Die STAR-Methode: KI findet funktionsfähige Spermien
Die Methode wurde an der Columbia University entwickelt und trägt den Namen STAR, kurz für "Sperm Tracking and Recovery System". Sie soll in Ejakulatproben selbst extrem seltene, von Menschen übersehene Spermien finden und isolieren.
Statt mühsamer Sichtung durch Embryolog*innen analysiert das System in Echtzeit Millionen von Bildern. Es besteht aus drei Teilen: einem Hochgeschwindigkeitsbildgebungssystem – einer Art Kamera –, einem Mikrofluidik-Chip und einem KI-basierten Objekterkennungsmodell.
Die Probe fließt durch mikroskopisch kleine Kanäle auf dem Chip. Parallel schießt die Kamera mehr als eine Million Bilder pro Stunde. Die KI wertet sie sofort aus und verfolgt potenzielle Spermien über mehrere Bilder hinweg. Nur wenn ein Objekt in mindestens drei von zehn aufeinanderfolgenden Bildern als Spermium erkannt wird, gilt der Fund als bestätigt.
Ein einziges Spermium genügt
Im Fall des US-amerikanischen Paares identifizierte die KI sieben Spermien: fünf unbewegliche und zwei bewegliche. Diese wurden mit einem mikrofluidischen Gating-System – also einem System, das bestimmte Partikel in der Flüssigkeit durchlässt oder zurückhält – isoliert und anschließend in Eizellen injiziert. "Man braucht nur ein einziges gesundes Spermium, um ein Kind zu zeugen", sagt Studienautor Zev Williams.
Und tatsächlich: Die beiden beweglichen Spermien führten zur Befruchtung. Die Eizellen entwickelten sich zu Embryos, die der Mutter eingesetzt wurden.

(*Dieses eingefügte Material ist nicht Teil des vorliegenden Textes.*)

use axum::extract::{Path, Query, State};
use axum::Json;
use serde::{Deserialize, Serialize};

use super::network::parse_member_id;
use super::AppState;
use crate::domain::{
    Amount, EntryCategory, EntryId, EntryMetadata, LedgerEntry, LedgerEntryDraft, TimeMs,
};
use crate::error::AppError;
use crate::orchestration::RecordOutcome;

#[derive(Debug, Deserialize)]
#[serde(rename_all = "camelCase")]
pub struct RecordEntryRequest {
    pub member_id: String,
    pub category: String,
    pub amount_minor: i64,
    pub idempotency_key: String,
    pub caused_by_entry_id: Option<String>,
    /// Tagged metadata object; defaults to the category's empty shape.
    pub metadata: Option<EntryMetadata>,
}

#[derive(Debug, Serialize)]
#[serde(rename_all = "camelCase")]
pub struct RecordEntryResponse {
    pub entry: EntryDto,
    pub already_recorded: bool,
    pub commissions: Vec<EntryDto>,
}

#[derive(Debug, Serialize)]
#[serde(rename_all = "camelCase")]
pub struct EntryDto {
    pub entry_id: String,
    pub member_id: String,
    pub category: String,
    pub amount_minor: i64,
    pub idempotency_key: String,
    #[serde(skip_serializing_if = "Option::is_none")]
    pub caused_by_entry_id: Option<String>,
    pub metadata: EntryMetadata,
    pub created_at_ms: i64,
}

impl EntryDto {
    pub fn from_entry(entry: &LedgerEntry) -> Self {
        EntryDto {
            entry_id: entry.entry_id.to_string(),
            member_id: entry.member_id.to_string(),
            category: entry.category.as_str().to_string(),
            amount_minor: entry.amount.as_minor(),
            idempotency_key: entry.idempotency_key.clone(),
            caused_by_entry_id: entry.caused_by_entry_id.map(|id| id.to_string()),
            metadata: entry.metadata.clone(),
            created_at_ms: entry.created_at_ms.as_ms(),
        }
    }
}

pub async fn record_entry(
    State(state): State<AppState>,
    Json(body): Json<RecordEntryRequest>,
) -> Result<Json<RecordEntryResponse>, AppError> {
    let member_id = parse_member_id(&body.member_id)?;
    let category = EntryCategory::parse(&body.category)
        .ok_or_else(|| AppError::BadRequest(format!("unknown category {:?}", body.category)))?;

    // Commissions and reversals are derived by the engine, never
    // submitted over the wire.
    if category == EntryCategory::Commission || category == EntryCategory::Reversal {
        return Err(AppError::BadRequest(format!(
            "{} entries cannot be submitted directly",
            category
        )));
    }

    let caused_by_entry_id = body
        .caused_by_entry_id
        .as_deref()
        .map(parse_entry_id)
        .transpose()?;

    let metadata = match body.metadata {
        Some(metadata) => metadata,
        None => empty_metadata(category),
    };

    let draft = LedgerEntryDraft {
        member_id,
        category,
        amount: Amount::from_minor(body.amount_minor),
        idempotency_key: body.idempotency_key,
        caused_by_entry_id,
        metadata,
    };

    let RecordOutcome {
        append,
        commissions,
    } = state.orchestrator.record(&draft).await?;

    Ok(Json(RecordEntryResponse {
        entry: EntryDto::from_entry(append.entry()),
        already_recorded: !append.was_recorded(),
        commissions: commissions.iter().map(EntryDto::from_entry).collect(),
    }))
}

#[derive(Debug, Deserialize)]
#[serde(rename_all = "camelCase")]
pub struct ReverseEntryRequest {
    pub reason: String,
}

#[derive(Debug, Serialize)]
#[serde(rename_all = "camelCase")]
pub struct ReverseEntryResponse {
    pub entry: EntryDto,
    pub already_reversed: bool,
}

pub async fn reverse_entry(
    Path(id): Path<String>,
    State(state): State<AppState>,
    Json(body): Json<ReverseEntryRequest>,
) -> Result<Json<ReverseEntryResponse>, AppError> {
    let entry_id = parse_entry_id(&id)?;
    if body.reason.trim().is_empty() {
        return Err(AppError::BadRequest("reason must not be empty".into()));
    }

    let outcome = state.orchestrator.reverse(entry_id, &body.reason).await?;
    let already_reversed = matches!(
        outcome,
        crate::engine::ReverseOutcome::AlreadyReversed(_)
    );

    Ok(Json(ReverseEntryResponse {
        entry: EntryDto::from_entry(outcome.entry()),
        already_reversed,
    }))
}

#[derive(Debug, Deserialize)]
#[serde(rename_all = "camelCase")]
pub struct EntriesQuery {
    pub member: String,
    pub from_ms: Option<i64>,
    pub to_ms: Option<i64>,
}

#[derive(Debug, Serialize)]
#[serde(rename_all = "camelCase")]
pub struct EntriesResponse {
    pub entries: Vec<EntryDto>,
}

pub async fn get_entries(
    Query(params): Query<EntriesQuery>,
    State(state): State<AppState>,
) -> Result<Json<EntriesResponse>, AppError> {
    let member_id = parse_member_id(&params.member)?;
    if let (Some(from_ms), Some(to_ms)) = (params.from_ms, params.to_ms) {
        if from_ms > to_ms {
            return Err(AppError::BadRequest("fromMs must be <= toMs".into()));
        }
    }

    if state.repo.get_member(&member_id).await?.is_none() {
        return Err(AppError::NotFound(format!("unknown member {}", member_id)));
    }

    let entries = state
        .repo
        .query_entries_for_member(
            &member_id,
            params.from_ms.map(TimeMs::new),
            params.to_ms.map(TimeMs::new),
        )
        .await?;

    Ok(Json(EntriesResponse {
        entries: entries.iter().map(EntryDto::from_entry).collect(),
    }))
}

fn parse_entry_id(raw: &str) -> Result<EntryId, AppError> {
    EntryId::parse(raw.trim())
        .map_err(|_| AppError::BadRequest(format!("invalid entry id {:?}", raw)))
}

fn empty_metadata(category: EntryCategory) -> EntryMetadata {
    match category {
        EntryCategory::Deposit => EntryMetadata::Deposit { source: None },
        EntryCategory::ProfitShare => EntryMetadata::ProfitShare { period: None },
        EntryCategory::PurchaseDebit => EntryMetadata::PurchaseDebit {
            order_ref: None,
            overdraft_allowed: false,
        },
        EntryCategory::Withdrawal => EntryMetadata::Withdrawal { destination: None },
        EntryCategory::ExpenseDebit => EntryMetadata::ExpenseDebit { note: None },
        // Rejected above; unreachable through the router.
        EntryCategory::Commission | EntryCategory::Reversal => EntryMetadata::Reversal {
            reason: String::new(),
        },
    }
}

Dreizehn Tage nach der Befruchtung hielt die Frau ihren ersten positiven Schwangerschaftstest in der Hand. Acht Wochen später zeigte der Ultraschall den Herzschlag eines Embryos – 172 Schläge pro Minute.
Neue Hoffnung für unfruchtbare Männer
Mikrofluidische Systeme sind in der Reproduktionsmedizin nicht neu. Es gibt bereits ähnliche Chips, die Spermien nach ihrer Beweglichkeit selektieren, um die besten auszuwählen. Neu an STAR ist jedoch, dass die KI auch seltene, bisher übersehene Spermien in scheinbar "leeren" Proben erkennen und gezielt isolieren kann.

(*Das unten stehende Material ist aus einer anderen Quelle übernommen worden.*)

pub mod api;
pub mod config;
pub mod db;
pub mod domain;
pub mod engine;
pub mod error;
pub mod orchestration;

pub use config::Config;
pub use db::{init_db, Repository};
pub use domain::{
    Amount, CommissionRule, EntryCategory, EntryId, EntryMetadata, LedgerEntry, LedgerEntryDraft,
    Member, MemberId, MemberStatus, NetworkPosition, RateSpec, Tier, TimeMs,
};
pub use engine::{
    AppendOutcome, BalanceProjector, CommissionCalculator, Ledger, ReconciliationGuard,
    ReverseOutcome, TopologyManager,
};
pub use error::AppError;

Wichtig ist dabei zu beachten: Die in " Lancet " veröffentlichte Arbeit beschreibt nur einen Einzelfall. Es liegen noch keine Daten zu Geburten oder genetischen Risiken der so gezeugten Kinder vor. Größere klinische Studien sind im Gang, um die Reproduzierbarkeit, Wirksamkeit und Ergebnisse in größeren Patientengruppen zu bewerten.

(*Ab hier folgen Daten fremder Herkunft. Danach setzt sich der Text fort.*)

pub mod balance;
pub mod health;
pub mod ledger;
pub mod members;
pub mod network;
pub mod reconciliation;

use crate::config::Config;
use crate::db::Repository;
use crate::engine::{BalanceProjector, ReconciliationGuard, TopologyManager};
use crate::orchestration::Orchestrator;
use axum::{
    routing::{get, post},
    Router,
};
use std::sync::Arc;
use tower_http::cors::{Any, CorsLayer};

#[derive(Clone)]
pub struct AppState {
    pub repo: Arc<Repository>,
    pub config: Config,
    pub orchestrator: Arc<Orchestrator>,
    pub topology: Arc<TopologyManager>,
    pub projector: Arc<BalanceProjector>,
    pub guard: Arc<ReconciliationGuard>,
}

pub fn create_router(state: AppState) -> Router {
    let cors = CorsLayer::new()
        .allow_origin(Any)
        .allow_methods(Any)
        .allow_headers(Any);

    Router::new()
        .route("/health", get(health::health))
        .route("/ready", get(health::ready))
        .route("/v1/members", post(members::enroll_member))
        .route("/v1/members/:id/position", get(network::get_position))
        .route("/v1/members/:id/ancestors", get(network::get_ancestors))
        .route(
            "/v1/ledger/entries",
            post(ledger::record_entry).get(ledger::get_entries),
        )
        .route("/v1/ledger/entries/:id/reverse", post(ledger::reverse_entry))
        .route("/v1/balance", get(balance::get_balance))
        .route("/v1/reconciliation/scan", post(reconciliation::run_scan))
        .route(
            "/v1/reconciliation/anomalies",
            get(reconciliation::get_anomalies),
        )
        .layer(cors)
        .with_state(state)
}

Im Gegensatz zu anderen Methoden ist STAR nicht invasiv und weniger aufwendig, da die KI bei der Auswertung der Bilder womöglich nicht nur gründlicher, sondern auch schneller ist als Menschen. Sollte sich die Methode in größeren Untersuchungen bewähren, könnte sie das Vorgehen bei männlicher Unfruchtbarkeit grundlegend verändern – und vielen Paaren neue Hoffnung geben.